UK Monetary Policy – an Evaluation

Readers Question:

1. critically examine the effectiveness of monetary policy.

2. what factors do you think limit the effectiveness of monetary policy.

Previously, I have written an essay – what determines the effectiveness of monetary policy

In brief, the aim of monetary policy is to target low inflation (CPI = 2% +/-1). But, also to maintain a steady rate of economic growth. In recent months it has been difficult for the Bank of England to achieve both these objectives. This is because we have had cost push inflation (rising oil, food prices). The cost push inflation causes rising prices and falling economic growth. Therefore, even though inflation has increased to over 4%, the Bank don’t want to increase interest rates because the economy is already slowing down. Therefore, they have left interest rates the same and have been unable to keep inflation on target.

However, in period 1997-2007, monetary policy effectively kept economic growth and inflation stable. This was because cost push inflation was low and the independent Bank of England was successful in preventing growth exceeding the long run trend rate.

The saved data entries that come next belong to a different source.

use std::sync::Arc;

use axum::{
    extract::{Multipart, Path, State},
    http::StatusCode,
    Json,
};
use tracing::debug;
use validator::Validate;

use crate::core::error::{AppError, Result};
use crate::core::extractor::AppJson;
use crate::features::auth::AdminSession;
use crate::features::categories::services::CategoryService;
use crate::features::works::dtos::{
    CreateWorkFields, CreateWorkFormDto, PreviewImage, UpdateWorkDto, WorkResponseDto,
    WorkStatusDto,
};
use crate::features::works::models::WorkStatus;
use crate::features::works::services::WorkService;
use crate::modules::storage::MinIOClient;
use crate::shared::constants::DEFAULT_WORK_VERSION;
use crate::shared::ids::generate_work_id;
use crate::shared::types::{ApiResponse, Meta};

/// State shared by the work form handlers
#[derive(Clone)]
pub struct WorksState {
    pub works: Arc<WorkService>,
    pub categories: Arc<CategoryService>,
    /// `None` when object storage is not configured; image uploads are then refused
    pub storage: Option<Arc<MinIOClient>>,
}

/// List every work, archived ones included
#[utoipa::path(
    get,
    path = "/api/admin/works",
    responses(
        (status = 200, description = "All works by category, newest first", body = ApiResponse<Vec<WorkResponseDto>>),
        (status = 401, description = "Unauthorized")
    ),
    tag = "works",
    security(
        ("bearer_auth" = [])
    )
)]
pub async fn list_works(
    _session: AdminSession,
    State(state): State<WorksState>,
) -> Result<Json<ApiResponse<Vec<WorkResponseDto>>>> {
    let works: Vec<WorkResponseDto> = state
        .works
        .list_all()
        .await?
        .into_iter()
        .map(Into::into)
        .collect();
    let total = works.len() as i64;

    Ok(Json(ApiResponse::success(
        Some(works),
        None,
        Some(Meta { total }),
    )))
}

/// Statuses selectable on the work form
#[utoipa::path(
    get,
    path = "/api/admin/works/statuses",
    responses(
        (status = 200, description = "Work statuses with badges", body = ApiResponse<Vec<WorkStatusDto>>)
    ),
    tag = "works",
    security(
        ("bearer_auth" = [])
    )
)]
pub async fn list_work_statuses(_session: AdminSession) -> Json<ApiResponse<Vec<WorkStatusDto>>> {
    let statuses: Vec<WorkStatusDto> = WorkStatus::ALL.into_iter().map(Into::into).collect();
    Json(ApiResponse::success(Some(statuses), None, None))
}

/// Get a work by id
#[utoipa::path(
    get,
    path = "/api/admin/works/{id}",
    params(
        ("id" = String, Path, description = "Work id")
    ),
    responses(
        (status = 200, description = "Work found", body = ApiResponse<WorkResponseDto>),
        (status = 404, description = "Work not found")
    ),
    tag = "works",
    security(
        ("bearer_auth" = [])
    )
)]
pub async fn get_work(
    _session: AdminSession,
    State(state): State<WorksState>,
    Path(id): Path<String>,
) -> Result<Json<ApiResponse<WorkResponseDto>>> {
    let work = state
        .works
        .get(&id)
        .await?
        .ok_or_else(|| AppError::NotFound(format!("Work '{}' not found", id)))?;

    Ok(Json(ApiResponse::success(Some(work.into()), None, None)))
}

/// Create a work from the multipart form
///
/// Text fields: `work_name`, `category`, `subcategory`, `version`, `status`,
/// `streamlit_page`, `description`, `short_description`, `notes`.
/// The optional `image` part is stored as the preview image.
#[utoipa::path(
    post,
    path = "/api/admin/works",
    request_body(
        content = CreateWorkFormDto,
        content_type = "multipart/form-data",
        description = "Work form with an optional preview image",
    ),
    responses(
        (status = 201, description = "Work created", body = ApiResponse<WorkResponseDto>),
        (status = 400, description = "Validation error or unknown category"),
        (status = 409, description = "Generated id already taken"),
        (status = 502, description = "Preview image upload failed")
    ),
    tag = "works",
    security(
        ("bearer_auth" = [])
    )
)]
pub async fn create_work(
    _session: AdminSession,
    State(state): State<WorksState>,
    mut multipart: Multipart,
) -> Result<(StatusCode, Json<ApiResponse<WorkResponseDto>>)> {
    let mut fields = CreateWorkFields::default();
    let mut image: Option<PreviewImage> = None;

    while let Some(field) = multipart.next_field().await.map_err(|e| {
        debug!("Failed to read multipart field: {}", e);
        AppError::BadRequest(format!("Failed to read multipart data: {}", e))
    })? {
        let field_name = field.name().unwrap_or("").to_string();

        if field_name == "image" {
            let content_type = field
                .content_type()
                .map(|s| s.to_string())
                .unwrap_or_else(|| "application/octet-stream".to_string());
            let file_name = field.file_name().unwrap_or("").to_string();
            let data = field.bytes().await.map_err(|e| {
                AppError::BadRequest(format!("Failed to read image data: {}", e))
            })?;

            // Browsers send an empty part when no file was chosen
            if !data.is_empty() {
                image = Some(PreviewImage {
                    data: data.to_vec(),
                    file_name,
                    content_type,
                });
            }
            continue;
        }

        let text = field.text().await.map_err(|e| {
            AppError::BadRequest(format!("Failed to read field '{}': {}", field_name, e))
        })?;
        if !fields.set(&field_name, text) {
            debug!("Ignoring unknown field: {}", field_name);
        }
    }

    if fields.version.is_empty() {
        fields.version = DEFAULT_WORK_VERSION.to_string();
    }
    fields
        .validate()
        .map_err(|e| AppError::Validation(e.to_string()))?;

    let status: WorkStatus = fields.status.parse().map_err(AppError::Validation)?;

    let active = state.categories.list_active().await?;
    if !active.iter().any(|c| c.category_id == fields.category) {
        return Err(AppError::Validation(format!(
            "Category '{}' does not exist or is archived",
            fields.category
        )));
    }

    if let Some(ref image) = image {
        image.validate().map_err(AppError::Validation)?;
        if state.storage.is_none() {
            return Err(AppError::BadRequest(
                "Image uploads are not configured on this server".to_string(),
            ));
        }
    }

    let work_id = generate_work_id(&fields.work_name)?;

    let image_preview_url = match (image, state.storage.as_ref()) {
        (Some(image), Some(storage)) => {
            let ext = image.extension().unwrap_or_default();
            let path = format!("works/{}.{}", work_id, ext);
            Some(
                storage
                    .upload_public(&path, &image.data, &image.content_type)
                    .await?,
            )
        }
        _ => None,
    };

    let work = state
        .works
        .create(fields.into_new_work(work_id, status, image_preview_url))
        .await?;

    Ok((
        StatusCode::CREATED,
        Json(ApiResponse::success(
            Some(work.into()),
            Some("Work created".to_string()),
            None,
        )),
    ))
}

/// Edit a work (not yet available)
#[utoipa::path(
    put,
    path = "/api/admin/works/{id}",
    params(
        ("id" = String, Path, description = "Work id")
    ),
    request_body = UpdateWorkDto,
    responses(
        (status = 501, description = "Editing works is not yet available")
    ),
    tag = "works",
    security(
        ("bearer_auth" = [])
    )
)]
pub async fn update_work(
    _session: AdminSession,
    Path(id): Path<String>,
    AppJson(_dto): AppJson<UpdateWorkDto>,
) -> Result<Json<ApiResponse<WorkResponseDto>>> {
    debug!("Edit requested for work '{}'", id);
    Err(AppError::Unsupported(
        "Editing works is not yet available".to_string(),
    ))
}

/// Archive a work
#[utoipa::path(
    post,
    path = "/api/admin/works/{id}/archive",
    params(
        ("id" = String, Path, description = "Work id")
    ),
    responses(
        (status = 200, description = "Work archived"),
        (status = 404, description = "Work not found")
    ),
    tag = "works",
    security(
        ("bearer_auth" = [])
    )
)]
pub async fn archive_work(
    _session: AdminSession,
    State(state): State<WorksState>,
    Path(id): Path<String>,
) -> Result<Json<ApiResponse<()>>> {
    state.works.archive(&id).await?;
    Ok(Json(ApiResponse::success(
        None,
        Some("Work archived".to_string()),
        None,
    )))
}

However, in the great moderation, despite low inflation, there were imbalances in the economy – such as rising house prices and boom in credit. This shows limit of monetary policy in preventing credit bubble.

2007-2011

Between 2007 and 2011, monetary policy became much more difficult. This was because of:

Cost push inflation and recession. In 2008 and 2011, the UK experienced a rise in CPI inflation to over 5%. (see: cost push inflation) Yet, at the same time, economic growth was very low or negative. This present the Bank of England with a difficulty. On the one hand, inflation is above their target so they should consider raising interest rates. However, with a depressed economy, the economy needs the opposite.

Liquidity Trap In 2008, the economy was in a liquidity trap. Cutting interest rates to zero, failed to boost spending and economic growth. Therefore, the Bank of England were forced to pursue quantitative easing.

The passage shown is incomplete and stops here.